I have a friend of mine who works for a great third-party administration (TPA) firm in the Northeast. Only problem is that when it comes to smaller plans, the fees are high. Nothing wrong with that, except if you are a smaller plan and were dead set on getting this TPA to handle your plan. Anyway, this salesperson met one of the accountants he was familiar with. The accountant had a lot of opportunities in single-employee, defined benefit plans. With a $4,000 minimum for the actuarial work, the salesperson told the accountant that they were better off finding another firm for these plans at less than half what his minimum fee was. Again, you can’t be everything for everybody.

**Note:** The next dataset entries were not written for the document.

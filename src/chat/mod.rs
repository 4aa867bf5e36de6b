//! Live chat core: who is connected, where they belong, and how events reach them.
//!
//! | Module | Purpose |
//! |--------|---------|
//! | `registry` | user → live connection handles (multi-device) |
//! | `presence` | room → users holding at least one live connection |
//! | `pairing` | assigns every new account to exactly one room |
//! | `relay` | persists and fans out room events |
//! | `session` | per-connection lifecycle from handshake to teardown |
//! | `events` | wire events in both directions |

pub mod events;
pub mod pairing;
pub mod presence;
pub mod registry;
pub mod relay;
pub mod session;

use std::{collections::HashMap, sync::Arc};

use parking_lot::Mutex;
use tokio::sync::OwnedMutexGuard;

use crate::{ConnId, RoomId};

pub use events::{ClientEvent, Indicator, ServerEvent};
pub use pairing::PairingEngine;
pub use presence::RoomPresence;
pub use registry::{ConnHandle, ConnectionRegistry, Departure};
pub use relay::EventRelay;
pub use session::{Phase, Session, SessionCoordinator};

/// Process-wide live state, shared by every connection.
///
/// The maps are guarded by short critical sections. Multi-step sequences
/// touching a room (join, leave, persist-then-broadcast) additionally hold
/// that room's lock, which serialises them per room without blocking others.
#[derive(Debug, Default)]
pub struct Hub {
    pub connections: ConnectionRegistry,
    pub presence: RoomPresence,
    room_locks: Mutex<HashMap<RoomId, Arc<tokio::sync::Mutex<()>>>>,
}

impl Hub {
    pub fn new() -> Hub {
        Hub::default()
    }

    pub async fn lock_room(&self, room_id: RoomId) -> OwnedMutexGuard<()> {
        let lock = self.room_locks.lock().entry(room_id).or_default().clone();
        lock.lock_owned().await
    }

    /// Every live connection of every user present in the room.
    pub fn room_connections(&self, room_id: RoomId) -> Vec<ConnHandle> {
        self.presence
            .members(room_id)
            .into_iter()
            .flat_map(|user_id| self.connections.connections_of(user_id))
            .collect()
    }

    /// Queues `event` on every connection in the room except `except`.
    /// Returns how many connections it was queued on.
    pub fn broadcast(&self, room_id: RoomId, event: &ServerEvent, except: Option<ConnId>) -> usize {
        let mut delivered = 0;
        for conn in self.room_connections(room_id) {
            if Some(conn.id) == except {
                continue;
            }
            if conn.send(event.clone()) {
                delivered += 1;
            }
        }
        tracing::trace!(room_id, event = event.name(), delivered, "broadcast");
        delivered
    }
}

Contrast this with a case at my old TPA. We had a 401(k) plan where the human resources director hated us from day one because we wouldn’t do the work she received from the previous TPA she liked. She was a problem from Day 1, but we took the case because we had a great relationship with a southern RIA firm. So this client was a problem from Day 1, but they seemed to be interested in changing the plan by making it a K-SOP, basically adding an employer stock ownership feature (ESOP) to it. The client’s advisors asked me about our experience with it and I was honest, I said we had a couple of those cases. My boss who was an ERISA attorney, but didn’t practice since the Ronald Reagan administration, knew better. He flew out to meet the client and since he always knew better (since he thought I couldn’t speak or sell), he was going to educate the client on K-SOP even though he knew nothing on the topic. Story cut short, my boss’ lack of knowledge was exposed, and not only did we lose the client, but the RIA who referred us to the client also lost the client as well.

Regardless of whether it’s a TPA, RIA, or an ERISA attorney, you know you found an honest provider when they basically tell you that they can’t handle your plan because the plan is not a right fit for their book of business. These are providers who are telling you that one of their competitors is a bigger fit because they would rather you go somewhere else and be happy because it would be good for you and good for them.